* YOUR GOAL *
Among the entries below, count the lines where the string "axum" occurs, and give only the number.
[[ PROVIDED DATA open ]]
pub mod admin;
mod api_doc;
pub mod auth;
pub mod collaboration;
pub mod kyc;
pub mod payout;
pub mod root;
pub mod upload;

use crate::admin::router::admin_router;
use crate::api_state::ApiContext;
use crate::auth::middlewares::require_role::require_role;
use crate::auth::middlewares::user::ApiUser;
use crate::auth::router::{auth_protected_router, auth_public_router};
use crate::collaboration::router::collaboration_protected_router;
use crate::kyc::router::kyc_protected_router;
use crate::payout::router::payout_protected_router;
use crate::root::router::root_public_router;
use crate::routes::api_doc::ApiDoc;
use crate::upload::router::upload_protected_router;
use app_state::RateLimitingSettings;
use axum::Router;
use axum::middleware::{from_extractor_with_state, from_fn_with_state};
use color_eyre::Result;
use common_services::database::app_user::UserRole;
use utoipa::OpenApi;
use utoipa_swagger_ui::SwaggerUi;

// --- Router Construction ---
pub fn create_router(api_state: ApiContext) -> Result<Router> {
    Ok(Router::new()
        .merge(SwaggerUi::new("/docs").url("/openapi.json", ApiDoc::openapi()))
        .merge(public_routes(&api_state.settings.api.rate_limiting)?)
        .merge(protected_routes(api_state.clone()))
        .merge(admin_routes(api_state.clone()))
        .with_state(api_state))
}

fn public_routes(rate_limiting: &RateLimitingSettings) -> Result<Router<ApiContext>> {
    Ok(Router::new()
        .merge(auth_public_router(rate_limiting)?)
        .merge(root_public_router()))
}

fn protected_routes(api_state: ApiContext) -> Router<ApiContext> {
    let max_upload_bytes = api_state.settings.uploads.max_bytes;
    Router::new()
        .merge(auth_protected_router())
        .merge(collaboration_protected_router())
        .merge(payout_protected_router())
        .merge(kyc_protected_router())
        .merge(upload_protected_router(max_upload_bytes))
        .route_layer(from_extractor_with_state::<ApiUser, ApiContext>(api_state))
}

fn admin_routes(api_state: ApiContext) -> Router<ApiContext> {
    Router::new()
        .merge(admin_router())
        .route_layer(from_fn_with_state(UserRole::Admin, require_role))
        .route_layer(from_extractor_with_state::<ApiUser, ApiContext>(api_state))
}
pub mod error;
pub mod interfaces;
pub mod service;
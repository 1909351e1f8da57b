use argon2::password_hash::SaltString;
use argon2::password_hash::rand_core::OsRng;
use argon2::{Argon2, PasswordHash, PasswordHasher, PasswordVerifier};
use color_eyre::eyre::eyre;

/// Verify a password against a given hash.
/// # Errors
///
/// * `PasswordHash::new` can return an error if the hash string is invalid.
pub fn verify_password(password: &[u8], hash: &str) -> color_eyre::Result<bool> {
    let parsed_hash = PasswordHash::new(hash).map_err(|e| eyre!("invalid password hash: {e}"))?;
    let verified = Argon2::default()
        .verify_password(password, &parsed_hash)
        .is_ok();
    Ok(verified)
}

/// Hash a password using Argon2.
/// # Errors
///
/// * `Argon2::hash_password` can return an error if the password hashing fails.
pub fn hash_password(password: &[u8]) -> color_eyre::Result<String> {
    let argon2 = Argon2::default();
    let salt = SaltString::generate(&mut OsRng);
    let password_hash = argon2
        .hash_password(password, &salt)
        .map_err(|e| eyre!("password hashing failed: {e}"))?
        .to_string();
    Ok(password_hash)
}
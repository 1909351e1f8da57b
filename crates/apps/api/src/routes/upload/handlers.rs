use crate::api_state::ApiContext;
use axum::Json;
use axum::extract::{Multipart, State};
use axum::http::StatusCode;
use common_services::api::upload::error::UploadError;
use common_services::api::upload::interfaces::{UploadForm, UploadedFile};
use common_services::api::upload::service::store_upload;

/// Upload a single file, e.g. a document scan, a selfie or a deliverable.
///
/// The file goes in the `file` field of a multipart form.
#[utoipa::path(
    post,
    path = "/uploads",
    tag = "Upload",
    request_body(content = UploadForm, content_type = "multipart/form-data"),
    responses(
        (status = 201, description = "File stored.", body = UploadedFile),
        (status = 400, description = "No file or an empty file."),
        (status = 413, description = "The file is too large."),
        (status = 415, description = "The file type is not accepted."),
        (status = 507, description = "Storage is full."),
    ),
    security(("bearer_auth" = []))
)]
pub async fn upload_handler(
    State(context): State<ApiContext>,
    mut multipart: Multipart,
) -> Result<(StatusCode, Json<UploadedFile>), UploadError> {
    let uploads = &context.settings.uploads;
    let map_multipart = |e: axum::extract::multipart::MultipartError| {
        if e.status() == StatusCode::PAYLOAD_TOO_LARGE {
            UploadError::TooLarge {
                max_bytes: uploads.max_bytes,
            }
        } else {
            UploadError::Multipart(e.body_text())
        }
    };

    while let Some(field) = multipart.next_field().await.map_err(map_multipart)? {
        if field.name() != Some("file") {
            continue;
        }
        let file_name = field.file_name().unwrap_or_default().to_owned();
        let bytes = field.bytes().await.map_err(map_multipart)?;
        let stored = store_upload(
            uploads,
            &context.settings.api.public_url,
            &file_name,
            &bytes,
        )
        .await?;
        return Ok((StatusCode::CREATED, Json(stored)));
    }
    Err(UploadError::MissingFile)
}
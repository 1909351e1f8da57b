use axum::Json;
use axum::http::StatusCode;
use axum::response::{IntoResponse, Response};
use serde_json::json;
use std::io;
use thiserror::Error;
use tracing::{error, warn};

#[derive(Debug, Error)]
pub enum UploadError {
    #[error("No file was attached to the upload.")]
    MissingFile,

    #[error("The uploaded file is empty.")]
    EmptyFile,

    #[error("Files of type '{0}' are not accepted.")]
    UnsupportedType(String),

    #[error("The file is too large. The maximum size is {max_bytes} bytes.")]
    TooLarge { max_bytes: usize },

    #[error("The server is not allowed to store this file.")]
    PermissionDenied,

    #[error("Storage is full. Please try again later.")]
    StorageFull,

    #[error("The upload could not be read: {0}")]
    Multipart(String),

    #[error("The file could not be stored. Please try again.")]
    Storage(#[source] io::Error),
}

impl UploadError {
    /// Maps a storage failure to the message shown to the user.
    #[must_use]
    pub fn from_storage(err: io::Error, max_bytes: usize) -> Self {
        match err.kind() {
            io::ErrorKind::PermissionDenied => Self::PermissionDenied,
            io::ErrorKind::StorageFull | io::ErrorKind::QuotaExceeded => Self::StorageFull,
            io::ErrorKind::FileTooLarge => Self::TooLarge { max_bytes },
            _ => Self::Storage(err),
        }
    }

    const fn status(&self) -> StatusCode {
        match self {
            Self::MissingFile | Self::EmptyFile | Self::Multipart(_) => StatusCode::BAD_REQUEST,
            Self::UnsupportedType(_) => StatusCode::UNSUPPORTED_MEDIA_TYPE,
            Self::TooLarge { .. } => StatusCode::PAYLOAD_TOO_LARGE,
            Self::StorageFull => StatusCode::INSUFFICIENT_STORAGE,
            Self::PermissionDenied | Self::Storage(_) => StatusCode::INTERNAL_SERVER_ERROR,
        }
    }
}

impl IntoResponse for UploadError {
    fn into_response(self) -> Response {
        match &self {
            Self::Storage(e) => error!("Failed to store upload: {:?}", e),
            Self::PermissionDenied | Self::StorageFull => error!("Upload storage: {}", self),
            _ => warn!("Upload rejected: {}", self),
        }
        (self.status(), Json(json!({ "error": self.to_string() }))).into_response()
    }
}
[[ PROVIDED DATA closed ]]
* OUTPUT OF THE EXERCISE *
9